◆ Input data
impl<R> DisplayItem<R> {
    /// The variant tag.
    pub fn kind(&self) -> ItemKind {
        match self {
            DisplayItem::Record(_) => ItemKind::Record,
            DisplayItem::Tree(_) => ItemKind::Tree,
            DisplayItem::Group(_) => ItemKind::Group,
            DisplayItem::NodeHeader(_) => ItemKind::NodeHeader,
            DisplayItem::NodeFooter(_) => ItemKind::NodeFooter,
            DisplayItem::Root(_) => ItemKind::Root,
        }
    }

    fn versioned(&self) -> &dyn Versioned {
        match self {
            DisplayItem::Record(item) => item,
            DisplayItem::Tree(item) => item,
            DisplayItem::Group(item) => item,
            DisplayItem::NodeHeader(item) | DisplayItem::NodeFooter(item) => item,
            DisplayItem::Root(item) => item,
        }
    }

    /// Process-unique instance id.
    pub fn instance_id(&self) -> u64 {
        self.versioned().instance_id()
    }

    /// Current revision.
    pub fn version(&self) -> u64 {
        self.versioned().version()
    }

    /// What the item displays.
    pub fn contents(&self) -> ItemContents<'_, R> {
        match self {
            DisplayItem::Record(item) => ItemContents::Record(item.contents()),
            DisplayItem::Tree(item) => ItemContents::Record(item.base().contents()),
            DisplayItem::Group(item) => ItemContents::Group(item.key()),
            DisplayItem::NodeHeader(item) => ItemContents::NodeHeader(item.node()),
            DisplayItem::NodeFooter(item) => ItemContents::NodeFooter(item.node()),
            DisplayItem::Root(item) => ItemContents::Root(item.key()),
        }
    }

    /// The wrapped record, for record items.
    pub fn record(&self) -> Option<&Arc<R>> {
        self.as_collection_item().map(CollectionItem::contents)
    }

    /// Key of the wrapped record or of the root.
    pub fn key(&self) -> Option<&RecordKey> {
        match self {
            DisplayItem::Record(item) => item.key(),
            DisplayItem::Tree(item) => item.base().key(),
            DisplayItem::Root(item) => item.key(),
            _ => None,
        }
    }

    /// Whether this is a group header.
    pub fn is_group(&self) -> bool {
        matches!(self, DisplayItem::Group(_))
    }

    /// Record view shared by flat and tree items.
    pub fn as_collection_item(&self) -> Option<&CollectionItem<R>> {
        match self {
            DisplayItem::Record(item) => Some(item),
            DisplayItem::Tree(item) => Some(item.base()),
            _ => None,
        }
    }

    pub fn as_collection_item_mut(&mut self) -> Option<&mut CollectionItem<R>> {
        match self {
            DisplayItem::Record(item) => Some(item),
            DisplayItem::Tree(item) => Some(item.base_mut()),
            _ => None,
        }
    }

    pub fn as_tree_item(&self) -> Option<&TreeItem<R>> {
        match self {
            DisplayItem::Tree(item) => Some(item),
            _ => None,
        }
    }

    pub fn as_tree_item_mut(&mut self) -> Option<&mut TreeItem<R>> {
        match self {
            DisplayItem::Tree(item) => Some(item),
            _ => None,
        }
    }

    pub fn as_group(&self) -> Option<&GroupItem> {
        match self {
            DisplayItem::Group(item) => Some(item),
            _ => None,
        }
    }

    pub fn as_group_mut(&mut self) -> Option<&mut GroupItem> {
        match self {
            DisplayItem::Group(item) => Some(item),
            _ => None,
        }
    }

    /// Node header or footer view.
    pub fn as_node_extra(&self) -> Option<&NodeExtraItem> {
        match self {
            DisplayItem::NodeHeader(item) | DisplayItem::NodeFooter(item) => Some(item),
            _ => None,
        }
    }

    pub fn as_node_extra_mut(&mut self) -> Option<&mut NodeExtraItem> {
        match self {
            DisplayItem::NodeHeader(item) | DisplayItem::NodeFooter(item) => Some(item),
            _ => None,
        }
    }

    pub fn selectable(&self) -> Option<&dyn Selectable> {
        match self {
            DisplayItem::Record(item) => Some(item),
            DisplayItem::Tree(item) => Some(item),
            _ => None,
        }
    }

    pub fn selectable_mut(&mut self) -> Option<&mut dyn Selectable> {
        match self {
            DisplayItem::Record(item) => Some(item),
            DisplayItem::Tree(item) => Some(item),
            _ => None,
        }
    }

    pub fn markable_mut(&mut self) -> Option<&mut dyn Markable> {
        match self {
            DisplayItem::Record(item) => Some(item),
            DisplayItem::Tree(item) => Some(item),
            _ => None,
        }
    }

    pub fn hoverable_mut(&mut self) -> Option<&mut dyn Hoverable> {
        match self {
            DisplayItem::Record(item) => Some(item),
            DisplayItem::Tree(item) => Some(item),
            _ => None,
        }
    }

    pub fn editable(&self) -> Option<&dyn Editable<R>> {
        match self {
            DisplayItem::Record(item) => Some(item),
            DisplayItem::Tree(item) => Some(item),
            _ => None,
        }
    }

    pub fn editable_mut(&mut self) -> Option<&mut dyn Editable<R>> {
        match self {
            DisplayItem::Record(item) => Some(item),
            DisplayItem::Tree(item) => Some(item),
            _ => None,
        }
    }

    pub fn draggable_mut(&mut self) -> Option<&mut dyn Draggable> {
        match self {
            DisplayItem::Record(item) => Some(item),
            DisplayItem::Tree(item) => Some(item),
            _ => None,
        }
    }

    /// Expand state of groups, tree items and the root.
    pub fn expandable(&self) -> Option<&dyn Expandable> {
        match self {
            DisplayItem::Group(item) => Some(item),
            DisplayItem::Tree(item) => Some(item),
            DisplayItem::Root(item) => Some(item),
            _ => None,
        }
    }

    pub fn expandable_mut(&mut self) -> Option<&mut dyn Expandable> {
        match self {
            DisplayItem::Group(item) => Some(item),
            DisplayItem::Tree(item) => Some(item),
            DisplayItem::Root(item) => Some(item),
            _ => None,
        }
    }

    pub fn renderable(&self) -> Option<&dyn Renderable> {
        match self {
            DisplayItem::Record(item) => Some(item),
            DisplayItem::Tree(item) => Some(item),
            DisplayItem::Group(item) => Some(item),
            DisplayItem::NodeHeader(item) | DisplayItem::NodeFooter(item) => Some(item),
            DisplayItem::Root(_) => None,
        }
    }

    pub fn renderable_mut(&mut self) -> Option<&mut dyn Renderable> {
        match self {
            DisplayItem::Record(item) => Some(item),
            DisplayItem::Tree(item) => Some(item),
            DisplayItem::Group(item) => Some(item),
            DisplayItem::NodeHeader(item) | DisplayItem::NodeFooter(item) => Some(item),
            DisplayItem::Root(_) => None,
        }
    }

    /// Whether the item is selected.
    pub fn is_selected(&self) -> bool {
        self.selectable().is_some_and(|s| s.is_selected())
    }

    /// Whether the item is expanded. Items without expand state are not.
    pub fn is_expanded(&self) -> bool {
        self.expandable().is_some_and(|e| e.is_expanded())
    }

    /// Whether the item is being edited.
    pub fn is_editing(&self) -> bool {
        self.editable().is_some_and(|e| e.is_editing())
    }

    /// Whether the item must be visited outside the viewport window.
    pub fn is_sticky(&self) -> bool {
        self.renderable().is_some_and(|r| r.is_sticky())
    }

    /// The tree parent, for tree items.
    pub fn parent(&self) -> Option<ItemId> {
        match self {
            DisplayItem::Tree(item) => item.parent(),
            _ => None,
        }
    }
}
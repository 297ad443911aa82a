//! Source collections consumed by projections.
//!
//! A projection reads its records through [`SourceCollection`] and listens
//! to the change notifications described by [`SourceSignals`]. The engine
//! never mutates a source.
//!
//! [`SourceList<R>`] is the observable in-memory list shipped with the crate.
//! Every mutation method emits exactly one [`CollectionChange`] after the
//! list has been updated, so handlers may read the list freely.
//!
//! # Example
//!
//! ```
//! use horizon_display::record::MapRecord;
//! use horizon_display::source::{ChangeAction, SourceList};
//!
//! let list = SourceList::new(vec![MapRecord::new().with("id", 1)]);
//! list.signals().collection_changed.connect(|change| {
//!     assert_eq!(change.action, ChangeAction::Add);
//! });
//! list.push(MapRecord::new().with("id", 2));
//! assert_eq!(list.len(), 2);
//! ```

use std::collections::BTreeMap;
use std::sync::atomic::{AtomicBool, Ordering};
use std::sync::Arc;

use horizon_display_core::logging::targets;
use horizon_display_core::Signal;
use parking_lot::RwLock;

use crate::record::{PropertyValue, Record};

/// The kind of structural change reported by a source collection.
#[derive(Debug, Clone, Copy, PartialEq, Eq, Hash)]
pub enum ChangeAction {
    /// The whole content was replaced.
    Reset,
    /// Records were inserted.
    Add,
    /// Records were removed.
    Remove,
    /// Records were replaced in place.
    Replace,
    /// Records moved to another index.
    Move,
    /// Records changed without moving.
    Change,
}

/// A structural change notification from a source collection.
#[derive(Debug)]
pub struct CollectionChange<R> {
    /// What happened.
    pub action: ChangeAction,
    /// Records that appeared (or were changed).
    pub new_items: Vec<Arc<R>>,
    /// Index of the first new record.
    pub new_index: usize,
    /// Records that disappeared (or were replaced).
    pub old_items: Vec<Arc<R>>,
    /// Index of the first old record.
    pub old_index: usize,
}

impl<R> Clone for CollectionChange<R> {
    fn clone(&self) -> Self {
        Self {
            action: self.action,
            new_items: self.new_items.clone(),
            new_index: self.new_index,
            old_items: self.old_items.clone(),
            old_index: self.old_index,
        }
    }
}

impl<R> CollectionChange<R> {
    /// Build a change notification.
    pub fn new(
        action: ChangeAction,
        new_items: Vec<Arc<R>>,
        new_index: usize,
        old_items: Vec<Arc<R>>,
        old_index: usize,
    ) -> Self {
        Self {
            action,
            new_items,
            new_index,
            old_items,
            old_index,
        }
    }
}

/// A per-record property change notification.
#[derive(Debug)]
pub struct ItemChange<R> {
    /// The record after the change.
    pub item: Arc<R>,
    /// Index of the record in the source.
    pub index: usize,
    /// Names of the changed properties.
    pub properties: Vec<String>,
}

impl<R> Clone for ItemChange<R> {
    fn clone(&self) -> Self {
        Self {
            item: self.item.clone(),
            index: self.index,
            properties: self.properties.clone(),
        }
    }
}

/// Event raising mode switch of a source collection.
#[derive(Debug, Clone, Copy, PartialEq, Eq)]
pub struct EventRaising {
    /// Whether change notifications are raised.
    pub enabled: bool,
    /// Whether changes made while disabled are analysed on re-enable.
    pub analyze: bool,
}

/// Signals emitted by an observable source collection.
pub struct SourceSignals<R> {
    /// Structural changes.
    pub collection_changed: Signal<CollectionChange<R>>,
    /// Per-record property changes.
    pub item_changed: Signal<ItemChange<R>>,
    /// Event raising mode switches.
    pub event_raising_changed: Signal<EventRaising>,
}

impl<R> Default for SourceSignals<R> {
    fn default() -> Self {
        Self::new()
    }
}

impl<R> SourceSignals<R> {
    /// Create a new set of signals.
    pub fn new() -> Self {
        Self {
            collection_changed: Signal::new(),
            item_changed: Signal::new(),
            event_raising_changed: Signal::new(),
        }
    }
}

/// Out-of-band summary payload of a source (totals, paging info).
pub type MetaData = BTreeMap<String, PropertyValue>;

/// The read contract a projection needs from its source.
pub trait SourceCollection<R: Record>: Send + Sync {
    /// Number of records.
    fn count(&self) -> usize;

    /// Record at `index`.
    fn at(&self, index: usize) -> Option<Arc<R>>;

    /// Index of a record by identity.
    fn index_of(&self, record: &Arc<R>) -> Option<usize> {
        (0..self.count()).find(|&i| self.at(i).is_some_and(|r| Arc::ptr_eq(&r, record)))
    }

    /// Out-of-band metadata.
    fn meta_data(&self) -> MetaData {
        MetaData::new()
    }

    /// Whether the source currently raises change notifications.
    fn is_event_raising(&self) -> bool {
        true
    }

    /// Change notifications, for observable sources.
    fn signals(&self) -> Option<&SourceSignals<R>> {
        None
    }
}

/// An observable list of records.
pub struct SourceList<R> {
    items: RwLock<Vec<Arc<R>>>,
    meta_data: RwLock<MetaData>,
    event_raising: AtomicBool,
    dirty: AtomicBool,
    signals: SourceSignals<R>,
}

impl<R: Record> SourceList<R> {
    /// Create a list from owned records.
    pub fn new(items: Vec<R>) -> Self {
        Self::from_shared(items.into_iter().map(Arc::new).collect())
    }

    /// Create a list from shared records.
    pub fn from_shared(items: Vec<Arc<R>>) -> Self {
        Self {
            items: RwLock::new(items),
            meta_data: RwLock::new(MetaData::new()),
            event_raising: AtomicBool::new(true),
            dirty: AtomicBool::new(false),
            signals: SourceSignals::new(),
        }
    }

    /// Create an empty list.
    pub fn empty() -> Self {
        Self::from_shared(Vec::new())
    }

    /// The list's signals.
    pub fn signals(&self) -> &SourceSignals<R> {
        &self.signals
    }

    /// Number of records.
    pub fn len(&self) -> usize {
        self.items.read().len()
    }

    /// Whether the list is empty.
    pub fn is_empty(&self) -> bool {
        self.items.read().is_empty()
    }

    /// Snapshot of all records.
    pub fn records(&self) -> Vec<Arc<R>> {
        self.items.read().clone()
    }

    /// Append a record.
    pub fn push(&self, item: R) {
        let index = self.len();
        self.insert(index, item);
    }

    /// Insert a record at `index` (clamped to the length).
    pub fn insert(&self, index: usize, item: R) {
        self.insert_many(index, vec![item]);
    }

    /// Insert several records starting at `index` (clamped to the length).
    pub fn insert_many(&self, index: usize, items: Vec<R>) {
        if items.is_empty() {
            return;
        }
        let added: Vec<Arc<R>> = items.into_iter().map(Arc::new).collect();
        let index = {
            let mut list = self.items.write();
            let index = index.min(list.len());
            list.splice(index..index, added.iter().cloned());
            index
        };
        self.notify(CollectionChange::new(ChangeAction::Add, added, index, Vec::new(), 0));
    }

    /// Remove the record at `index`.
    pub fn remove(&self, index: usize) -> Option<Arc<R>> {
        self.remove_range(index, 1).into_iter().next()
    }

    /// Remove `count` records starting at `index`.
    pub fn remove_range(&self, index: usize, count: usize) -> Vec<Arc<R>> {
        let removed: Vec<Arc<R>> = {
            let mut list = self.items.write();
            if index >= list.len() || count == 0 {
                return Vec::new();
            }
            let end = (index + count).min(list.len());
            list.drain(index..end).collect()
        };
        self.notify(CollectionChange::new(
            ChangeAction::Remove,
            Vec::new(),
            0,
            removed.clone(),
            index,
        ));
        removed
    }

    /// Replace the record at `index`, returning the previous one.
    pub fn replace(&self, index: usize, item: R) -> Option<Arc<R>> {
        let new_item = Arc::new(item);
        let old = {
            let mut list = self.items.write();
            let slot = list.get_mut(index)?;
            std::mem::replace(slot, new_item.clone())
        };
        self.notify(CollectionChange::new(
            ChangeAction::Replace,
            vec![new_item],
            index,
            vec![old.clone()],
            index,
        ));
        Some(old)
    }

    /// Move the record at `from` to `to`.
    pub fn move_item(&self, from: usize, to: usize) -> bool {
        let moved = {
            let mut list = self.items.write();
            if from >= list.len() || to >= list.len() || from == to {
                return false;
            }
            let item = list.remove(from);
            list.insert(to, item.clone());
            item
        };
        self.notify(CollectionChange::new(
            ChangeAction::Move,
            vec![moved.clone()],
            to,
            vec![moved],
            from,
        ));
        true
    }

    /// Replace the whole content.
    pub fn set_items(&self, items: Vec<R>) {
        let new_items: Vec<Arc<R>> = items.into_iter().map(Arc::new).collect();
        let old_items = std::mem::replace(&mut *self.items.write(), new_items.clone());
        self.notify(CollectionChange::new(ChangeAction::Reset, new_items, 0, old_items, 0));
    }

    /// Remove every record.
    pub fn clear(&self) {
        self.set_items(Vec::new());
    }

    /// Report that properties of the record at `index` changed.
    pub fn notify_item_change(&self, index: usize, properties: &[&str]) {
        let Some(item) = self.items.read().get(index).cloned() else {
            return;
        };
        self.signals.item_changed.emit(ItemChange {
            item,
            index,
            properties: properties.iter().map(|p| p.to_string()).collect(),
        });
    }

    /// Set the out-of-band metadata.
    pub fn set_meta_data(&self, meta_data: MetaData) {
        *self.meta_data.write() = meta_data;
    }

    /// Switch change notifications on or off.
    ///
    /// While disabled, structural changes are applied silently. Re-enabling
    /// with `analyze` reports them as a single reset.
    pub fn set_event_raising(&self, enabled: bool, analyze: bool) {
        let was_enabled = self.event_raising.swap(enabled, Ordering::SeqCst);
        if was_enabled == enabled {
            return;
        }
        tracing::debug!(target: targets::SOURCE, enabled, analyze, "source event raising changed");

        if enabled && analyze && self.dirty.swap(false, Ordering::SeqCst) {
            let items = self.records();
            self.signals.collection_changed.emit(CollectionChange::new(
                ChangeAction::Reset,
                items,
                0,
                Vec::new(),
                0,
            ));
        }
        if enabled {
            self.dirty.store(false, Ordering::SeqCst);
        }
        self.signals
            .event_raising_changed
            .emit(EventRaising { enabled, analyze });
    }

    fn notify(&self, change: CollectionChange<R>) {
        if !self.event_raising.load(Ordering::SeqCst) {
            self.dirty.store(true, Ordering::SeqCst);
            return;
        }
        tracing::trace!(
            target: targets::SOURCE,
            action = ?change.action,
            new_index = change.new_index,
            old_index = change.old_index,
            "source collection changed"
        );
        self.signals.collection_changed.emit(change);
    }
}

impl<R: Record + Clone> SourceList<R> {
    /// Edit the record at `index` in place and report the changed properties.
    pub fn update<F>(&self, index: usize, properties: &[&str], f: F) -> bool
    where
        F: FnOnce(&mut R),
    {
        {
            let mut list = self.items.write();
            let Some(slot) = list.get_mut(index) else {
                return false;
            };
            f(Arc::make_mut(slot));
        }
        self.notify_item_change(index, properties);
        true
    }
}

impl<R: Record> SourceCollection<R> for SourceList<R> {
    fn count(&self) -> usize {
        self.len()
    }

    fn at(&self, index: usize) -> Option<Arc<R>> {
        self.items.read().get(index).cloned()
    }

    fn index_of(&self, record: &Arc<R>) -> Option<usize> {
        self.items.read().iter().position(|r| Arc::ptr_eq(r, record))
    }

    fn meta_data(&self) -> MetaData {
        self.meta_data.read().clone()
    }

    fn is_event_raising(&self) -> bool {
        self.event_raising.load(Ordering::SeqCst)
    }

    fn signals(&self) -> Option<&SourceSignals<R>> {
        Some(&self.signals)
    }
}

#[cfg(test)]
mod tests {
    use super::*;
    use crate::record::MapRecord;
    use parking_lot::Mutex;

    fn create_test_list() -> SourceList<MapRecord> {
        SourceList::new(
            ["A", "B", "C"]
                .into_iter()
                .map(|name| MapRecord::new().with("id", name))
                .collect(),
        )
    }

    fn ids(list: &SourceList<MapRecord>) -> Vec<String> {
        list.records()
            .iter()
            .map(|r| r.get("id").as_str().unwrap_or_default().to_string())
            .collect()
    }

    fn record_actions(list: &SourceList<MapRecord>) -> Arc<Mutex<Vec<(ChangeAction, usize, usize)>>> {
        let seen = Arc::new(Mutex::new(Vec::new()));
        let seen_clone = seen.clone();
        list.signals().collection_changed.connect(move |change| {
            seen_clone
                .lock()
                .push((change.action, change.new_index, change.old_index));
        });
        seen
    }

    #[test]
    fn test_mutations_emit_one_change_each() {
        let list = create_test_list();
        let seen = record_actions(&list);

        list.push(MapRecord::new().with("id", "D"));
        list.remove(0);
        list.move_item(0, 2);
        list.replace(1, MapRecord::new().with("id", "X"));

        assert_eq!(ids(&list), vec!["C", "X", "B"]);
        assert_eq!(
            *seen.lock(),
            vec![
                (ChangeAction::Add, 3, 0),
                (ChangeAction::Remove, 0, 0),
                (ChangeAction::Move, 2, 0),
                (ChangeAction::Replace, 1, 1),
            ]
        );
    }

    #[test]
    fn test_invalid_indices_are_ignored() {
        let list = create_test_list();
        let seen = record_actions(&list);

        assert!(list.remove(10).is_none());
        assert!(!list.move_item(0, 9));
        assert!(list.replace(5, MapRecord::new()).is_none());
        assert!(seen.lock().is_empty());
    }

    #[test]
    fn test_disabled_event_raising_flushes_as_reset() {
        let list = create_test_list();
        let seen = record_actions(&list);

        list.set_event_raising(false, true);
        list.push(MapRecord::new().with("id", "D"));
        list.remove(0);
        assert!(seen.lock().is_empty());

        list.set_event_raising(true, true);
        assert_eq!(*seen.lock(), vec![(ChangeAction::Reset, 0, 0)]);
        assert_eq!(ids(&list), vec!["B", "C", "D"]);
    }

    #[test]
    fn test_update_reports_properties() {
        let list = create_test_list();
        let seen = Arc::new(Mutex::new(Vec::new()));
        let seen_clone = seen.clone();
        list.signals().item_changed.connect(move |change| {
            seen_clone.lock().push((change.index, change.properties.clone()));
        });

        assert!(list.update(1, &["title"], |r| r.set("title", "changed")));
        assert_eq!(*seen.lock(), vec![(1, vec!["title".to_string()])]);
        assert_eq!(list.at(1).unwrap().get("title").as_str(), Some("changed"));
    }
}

◆ Assigned task
Scanning the data above, count the lines in which the string "enabled" occurs and state only the count.

◆ Task answer
8